### Input records
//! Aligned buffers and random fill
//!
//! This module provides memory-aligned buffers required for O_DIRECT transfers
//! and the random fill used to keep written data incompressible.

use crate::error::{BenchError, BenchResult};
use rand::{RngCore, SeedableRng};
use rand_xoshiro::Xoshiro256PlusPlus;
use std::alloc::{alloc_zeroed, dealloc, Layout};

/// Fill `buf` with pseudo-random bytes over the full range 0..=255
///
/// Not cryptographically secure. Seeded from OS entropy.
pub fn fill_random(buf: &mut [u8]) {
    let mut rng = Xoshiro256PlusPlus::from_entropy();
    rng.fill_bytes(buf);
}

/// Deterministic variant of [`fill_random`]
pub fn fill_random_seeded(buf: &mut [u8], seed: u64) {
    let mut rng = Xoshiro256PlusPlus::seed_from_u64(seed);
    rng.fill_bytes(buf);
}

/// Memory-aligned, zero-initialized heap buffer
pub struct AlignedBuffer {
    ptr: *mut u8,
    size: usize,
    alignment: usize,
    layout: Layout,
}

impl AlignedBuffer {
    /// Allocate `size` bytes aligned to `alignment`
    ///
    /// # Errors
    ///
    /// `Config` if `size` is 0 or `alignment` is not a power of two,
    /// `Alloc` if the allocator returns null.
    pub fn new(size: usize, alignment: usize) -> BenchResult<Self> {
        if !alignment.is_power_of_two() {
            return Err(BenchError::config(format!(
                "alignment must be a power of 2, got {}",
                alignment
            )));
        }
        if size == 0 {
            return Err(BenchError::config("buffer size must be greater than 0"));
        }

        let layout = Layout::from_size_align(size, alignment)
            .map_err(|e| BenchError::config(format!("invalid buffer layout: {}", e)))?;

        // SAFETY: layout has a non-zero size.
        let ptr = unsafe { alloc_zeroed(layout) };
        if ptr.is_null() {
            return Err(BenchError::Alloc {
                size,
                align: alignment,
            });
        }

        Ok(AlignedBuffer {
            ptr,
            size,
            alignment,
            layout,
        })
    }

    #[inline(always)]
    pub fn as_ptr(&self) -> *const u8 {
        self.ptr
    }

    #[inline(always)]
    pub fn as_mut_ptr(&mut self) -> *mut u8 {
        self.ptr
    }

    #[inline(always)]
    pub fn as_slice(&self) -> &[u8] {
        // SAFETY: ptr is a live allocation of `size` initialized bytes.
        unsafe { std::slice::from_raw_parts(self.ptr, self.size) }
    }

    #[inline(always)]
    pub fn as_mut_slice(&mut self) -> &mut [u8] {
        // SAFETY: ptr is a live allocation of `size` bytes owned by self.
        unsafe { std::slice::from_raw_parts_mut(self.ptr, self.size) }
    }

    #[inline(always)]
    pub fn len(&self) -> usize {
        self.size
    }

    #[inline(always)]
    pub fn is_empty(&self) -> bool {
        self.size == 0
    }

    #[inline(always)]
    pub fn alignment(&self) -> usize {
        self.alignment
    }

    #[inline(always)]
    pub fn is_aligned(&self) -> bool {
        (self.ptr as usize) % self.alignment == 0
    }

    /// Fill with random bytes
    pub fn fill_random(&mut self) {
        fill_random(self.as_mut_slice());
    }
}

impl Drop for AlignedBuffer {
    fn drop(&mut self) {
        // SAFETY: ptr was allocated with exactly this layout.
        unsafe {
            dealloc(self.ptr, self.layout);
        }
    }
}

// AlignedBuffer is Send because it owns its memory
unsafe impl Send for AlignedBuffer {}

### Work item
Copy each line of the listing above that contains the word "initialized".

### Result of this exercise
/// Memory-aligned, zero-initialized heap buffer
        // SAFETY: ptr is a live allocation of `size` initialized bytes.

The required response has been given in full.